■ Task ■
Set down the data below once more, precisely as it reads.

■ Source information ■
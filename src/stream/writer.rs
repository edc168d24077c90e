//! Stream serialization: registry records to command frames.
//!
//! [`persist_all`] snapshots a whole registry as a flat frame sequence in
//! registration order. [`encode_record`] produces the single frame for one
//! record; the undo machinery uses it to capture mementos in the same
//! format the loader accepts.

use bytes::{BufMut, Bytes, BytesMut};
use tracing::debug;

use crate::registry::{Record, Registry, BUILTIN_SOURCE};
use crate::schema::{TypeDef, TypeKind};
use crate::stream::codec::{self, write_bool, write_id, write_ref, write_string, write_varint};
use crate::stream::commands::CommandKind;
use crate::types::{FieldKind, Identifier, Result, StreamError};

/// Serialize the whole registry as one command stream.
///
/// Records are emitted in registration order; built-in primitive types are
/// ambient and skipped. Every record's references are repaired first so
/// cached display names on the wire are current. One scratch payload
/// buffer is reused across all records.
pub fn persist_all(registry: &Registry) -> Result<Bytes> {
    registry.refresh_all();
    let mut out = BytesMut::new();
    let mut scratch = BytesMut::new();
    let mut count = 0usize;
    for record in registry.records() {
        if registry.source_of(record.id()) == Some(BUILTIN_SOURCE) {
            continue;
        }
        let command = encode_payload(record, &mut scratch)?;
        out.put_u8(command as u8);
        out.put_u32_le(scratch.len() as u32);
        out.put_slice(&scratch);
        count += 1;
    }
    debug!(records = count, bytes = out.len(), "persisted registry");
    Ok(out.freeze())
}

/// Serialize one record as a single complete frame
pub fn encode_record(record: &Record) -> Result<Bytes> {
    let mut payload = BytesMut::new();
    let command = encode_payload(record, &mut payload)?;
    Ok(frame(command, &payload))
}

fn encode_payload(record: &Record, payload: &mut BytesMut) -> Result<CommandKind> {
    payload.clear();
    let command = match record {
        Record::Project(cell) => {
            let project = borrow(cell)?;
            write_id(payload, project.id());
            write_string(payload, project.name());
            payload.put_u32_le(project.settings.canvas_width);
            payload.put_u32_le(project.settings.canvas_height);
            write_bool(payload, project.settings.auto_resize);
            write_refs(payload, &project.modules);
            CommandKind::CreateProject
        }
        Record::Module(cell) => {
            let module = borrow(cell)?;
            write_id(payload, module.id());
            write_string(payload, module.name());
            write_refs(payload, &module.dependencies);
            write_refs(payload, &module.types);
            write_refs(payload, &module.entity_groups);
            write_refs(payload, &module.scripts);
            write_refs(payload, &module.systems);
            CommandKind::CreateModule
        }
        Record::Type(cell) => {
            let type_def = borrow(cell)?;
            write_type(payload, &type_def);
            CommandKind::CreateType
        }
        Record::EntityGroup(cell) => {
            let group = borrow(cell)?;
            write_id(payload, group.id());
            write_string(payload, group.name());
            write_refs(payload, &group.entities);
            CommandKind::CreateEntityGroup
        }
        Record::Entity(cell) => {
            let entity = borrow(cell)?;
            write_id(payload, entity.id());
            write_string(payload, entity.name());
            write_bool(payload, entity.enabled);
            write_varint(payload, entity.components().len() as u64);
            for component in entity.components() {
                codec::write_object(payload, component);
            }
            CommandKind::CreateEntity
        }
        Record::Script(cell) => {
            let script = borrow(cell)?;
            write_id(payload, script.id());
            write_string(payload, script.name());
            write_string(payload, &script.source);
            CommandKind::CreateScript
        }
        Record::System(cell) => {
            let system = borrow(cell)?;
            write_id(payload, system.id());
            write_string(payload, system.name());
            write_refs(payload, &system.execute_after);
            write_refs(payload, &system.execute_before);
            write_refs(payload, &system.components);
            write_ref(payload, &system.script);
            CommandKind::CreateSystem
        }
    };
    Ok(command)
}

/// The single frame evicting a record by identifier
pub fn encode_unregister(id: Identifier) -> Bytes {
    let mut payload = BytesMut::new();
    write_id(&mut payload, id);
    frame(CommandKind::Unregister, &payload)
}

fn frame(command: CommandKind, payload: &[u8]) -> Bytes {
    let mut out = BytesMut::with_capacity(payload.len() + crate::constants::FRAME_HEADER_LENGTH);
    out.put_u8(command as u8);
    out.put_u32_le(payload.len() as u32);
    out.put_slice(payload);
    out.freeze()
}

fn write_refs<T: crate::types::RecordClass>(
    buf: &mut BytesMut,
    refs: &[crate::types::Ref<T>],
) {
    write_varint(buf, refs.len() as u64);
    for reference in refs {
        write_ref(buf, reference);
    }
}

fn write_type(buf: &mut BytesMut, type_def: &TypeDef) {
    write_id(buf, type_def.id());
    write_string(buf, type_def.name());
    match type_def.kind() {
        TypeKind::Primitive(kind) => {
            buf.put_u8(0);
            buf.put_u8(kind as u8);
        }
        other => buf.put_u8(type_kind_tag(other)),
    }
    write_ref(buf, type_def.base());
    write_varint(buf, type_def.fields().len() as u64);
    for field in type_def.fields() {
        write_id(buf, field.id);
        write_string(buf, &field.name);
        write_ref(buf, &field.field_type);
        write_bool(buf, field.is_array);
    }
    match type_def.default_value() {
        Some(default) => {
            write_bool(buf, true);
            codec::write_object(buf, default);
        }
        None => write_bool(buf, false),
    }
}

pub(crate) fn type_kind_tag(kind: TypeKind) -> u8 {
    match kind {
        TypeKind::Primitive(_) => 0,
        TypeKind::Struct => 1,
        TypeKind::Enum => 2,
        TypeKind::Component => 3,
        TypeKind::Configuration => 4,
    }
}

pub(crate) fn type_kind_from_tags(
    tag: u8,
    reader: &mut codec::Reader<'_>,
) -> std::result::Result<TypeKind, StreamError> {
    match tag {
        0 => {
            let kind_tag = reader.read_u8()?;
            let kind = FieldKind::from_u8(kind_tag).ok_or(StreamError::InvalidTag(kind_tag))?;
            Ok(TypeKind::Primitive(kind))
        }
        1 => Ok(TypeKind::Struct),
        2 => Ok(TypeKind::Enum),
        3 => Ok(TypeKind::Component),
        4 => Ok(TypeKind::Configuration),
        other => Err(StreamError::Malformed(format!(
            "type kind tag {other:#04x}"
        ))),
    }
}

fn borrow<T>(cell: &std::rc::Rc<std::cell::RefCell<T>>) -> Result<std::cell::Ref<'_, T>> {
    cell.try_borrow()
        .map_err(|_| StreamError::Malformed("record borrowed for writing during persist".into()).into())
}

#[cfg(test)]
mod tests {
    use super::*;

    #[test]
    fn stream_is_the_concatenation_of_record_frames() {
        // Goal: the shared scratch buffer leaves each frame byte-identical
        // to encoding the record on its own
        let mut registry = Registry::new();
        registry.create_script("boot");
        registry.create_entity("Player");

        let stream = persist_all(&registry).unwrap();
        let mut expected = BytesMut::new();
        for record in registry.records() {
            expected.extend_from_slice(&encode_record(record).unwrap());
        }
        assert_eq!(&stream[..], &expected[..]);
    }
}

■ Answer box ■
filename src/stream/writer.rs
repository edc168d24077c90e
//! Stream serialization: registry records to command frames.
//!
//! [`persist_all`] snapshots a whole registry as a flat frame sequence in
//! registration order. [`encode_record`] produces the single frame for one
//! record; the undo machinery uses it to capture mementos in the same
//! format the loader accepts.

use bytes::{BufMut, Bytes, BytesMut};
use tracing::debug;

use crate::registry::{Record, Registry, BUILTIN_SOURCE};
use crate::schema::{TypeDef, TypeKind};
use crate::stream::codec::{self, write_bool, write_id, write_ref, write_string, write_varint};
use crate::stream::commands::CommandKind;
use crate::types::{FieldKind, Identifier, Result, StreamError};

/// Serialize the whole registry as one command stream.
///
/// Records are emitted in registration order; built-in primitive types are
/// ambient and skipped. Every record's references are repaired first so
/// cached display names on the wire are current. One scratch payload
/// buffer is reused across all records.
pub fn persist_all(registry: &Registry) -> Result<Bytes> {
    registry.refresh_all();
    let mut out = BytesMut::new();
    let mut scratch = BytesMut::new();
    let mut count = 0usize;
    for record in registry.records() {
        if registry.source_of(record.id()) == Some(BUILTIN_SOURCE) {
            continue;
        }
        let command = encode_payload(record, &mut scratch)?;
        out.put_u8(command as u8);
        out.put_u32_le(scratch.len() as u32);
        out.put_slice(&scratch);
        count += 1;
    }
    debug!(records = count, bytes = out.len(), "persisted registry");
    Ok(out.freeze())
}

/// Serialize one record as a single complete frame
pub fn encode_record(record: &Record) -> Result<Bytes> {
    let mut payload = BytesMut::new();
    let command = encode_payload(record, &mut payload)?;
    Ok(frame(command, &payload))
}

fn encode_payload(record: &Record, payload: &mut BytesMut) -> Result<CommandKind> {
    payload.clear();
    let command = match record {
        Record::Project(cell) => {
            let project = borrow(cell)?;
            write_id(payload, project.id());
            write_string(payload, project.name());
            payload.put_u32_le(project.settings.canvas_width);
            payload.put_u32_le(project.settings.canvas_height);
            write_bool(payload, project.settings.auto_resize);
            write_refs(payload, &project.modules);
            CommandKind::CreateProject
        }
        Record::Module(cell) => {
            let module = borrow(cell)?;
            write_id(payload, module.id());
            write_string(payload, module.name());
            write_refs(payload, &module.dependencies);
            write_refs(payload, &module.types);
            write_refs(payload, &module.entity_groups);
            write_refs(payload, &module.scripts);
            write_refs(payload, &module.systems);
            CommandKind::CreateModule
        }
        Record::Type(cell) => {
            let type_def = borrow(cell)?;
            write_type(payload, &type_def);
            CommandKind::CreateType
        }
        Record::EntityGroup(cell) => {
            let group = borrow(cell)?;
            write_id(payload, group.id());
            write_string(payload, group.name());
            write_refs(payload, &group.entities);
            CommandKind::CreateEntityGroup
        }
        Record::Entity(cell) => {
            let entity = borrow(cell)?;
            write_id(payload, entity.id());
            write_string(payload, entity.name());
            write_bool(payload, entity.enabled);
            write_varint(payload, entity.components().len() as u64);
            for component in entity.components() {
                codec::write_object(payload, component);
            }
            CommandKind::CreateEntity
        }
        Record::Script(cell) => {
            let script = borrow(cell)?;
            write_id(payload, script.id());
            write_string(payload, script.name());
            write_string(payload, &script.source);
            CommandKind::CreateScript
        }
        Record::System(cell) => {
            let system = borrow(cell)?;
            write_id(payload, system.id());
            write_string(payload, system.name());
            write_refs(payload, &system.execute_after);
            write_refs(payload, &system.execute_before);
            write_refs(payload, &system.components);
            write_ref(payload, &system.script);
            CommandKind::CreateSystem
        }
    };
    Ok(command)
}

/// The single frame evicting a record by identifier
pub fn encode_unregister(id: Identifier) -> Bytes {
    let mut payload = BytesMut::new();
    write_id(&mut payload, id);
    frame(CommandKind::Unregister, &payload)
}

fn frame(command: CommandKind, payload: &[u8]) -> Bytes {
    let mut out = BytesMut::with_capacity(payload.len() + crate::constants::FRAME_HEADER_LENGTH);
    out.put_u8(command as u8);
    out.put_u32_le(payload.len() as u32);
    out.put_slice(payload);
    out.freeze()
}

fn write_refs<T: crate::types::RecordClass>(
    buf: &mut BytesMut,
    refs: &[crate::types::Ref<T>],
) {
    write_varint(buf, refs.len() as u64);
    for reference in refs {
        write_ref(buf, reference);
    }
}

fn write_type(buf: &mut BytesMut, type_def: &TypeDef) {
    write_id(buf, type_def.id());
    write_string(buf, type_def.name());
    match type_def.kind() {
        TypeKind::Primitive(kind) => {
            buf.put_u8(0);
            buf.put_u8(kind as u8);
        }
        other => buf.put_u8(type_kind_tag(other)),
    }
    write_ref(buf, type_def.base());
    write_varint(buf, type_def.fields().len() as u64);
    for field in type_def.fields() {
        write_id(buf, field.id);
        write_string(buf, &field.name);
        write_ref(buf, &field.field_type);
        write_bool(buf, field.is_array);
    }
    match type_def.default_value() {
        Some(default) => {
            write_bool(buf, true);
            codec::write_object(buf, default);
        }
        None => write_bool(buf, false),
    }
}

pub(crate) fn type_kind_tag(kind: TypeKind) -> u8 {
    match kind {
        TypeKind::Primitive(_) => 0,
        TypeKind::Struct => 1,
        TypeKind::Enum => 2,
        TypeKind::Component => 3,
        TypeKind::Configuration => 4,
    }
}

pub(crate) fn type_kind_from_tags(
    tag: u8,
    reader: &mut codec::Reader<'_>,
) -> std::result::Result<TypeKind, StreamError> {
    match tag {
        0 => {
            let kind_tag = reader.read_u8()?;
            let kind = FieldKind::from_u8(kind_tag).ok_or(StreamError::InvalidTag(kind_tag))?;
            Ok(TypeKind::Primitive(kind))
        }
        1 => Ok(TypeKind::Struct),
        2 => Ok(TypeKind::Enum),
        3 => Ok(TypeKind::Component),
        4 => Ok(TypeKind::Configuration),
        other => Err(StreamError::Malformed(format!(
            "type kind tag {other:#04x}"
        ))),
    }
}

fn borrow<T>(cell: &std::rc::Rc<std::cell::RefCell<T>>) -> Result<std::cell::Ref<'_, T>> {
    cell.try_borrow()
        .map_err(|_| StreamError::Malformed("record borrowed for writing during persist".into()).into())
}

#[cfg(test)]
mod tests {
    use super::*;

    #[test]
    fn stream_is_the_concatenation_of_record_frames() {
        // Goal: the shared scratch buffer leaves each frame byte-identical
        // to encoding the record on its own
        let mut registry = Registry::new();
        registry.create_script("boot");
        registry.create_entity("Player");

        let stream = persist_all(&registry).unwrap();
        let mut expected = BytesMut::new();
        for record in registry.records() {
            expected.extend_from_slice(&encode_record(record).unwrap());
        }
        assert_eq!(&stream[..], &expected[..]);
    }
}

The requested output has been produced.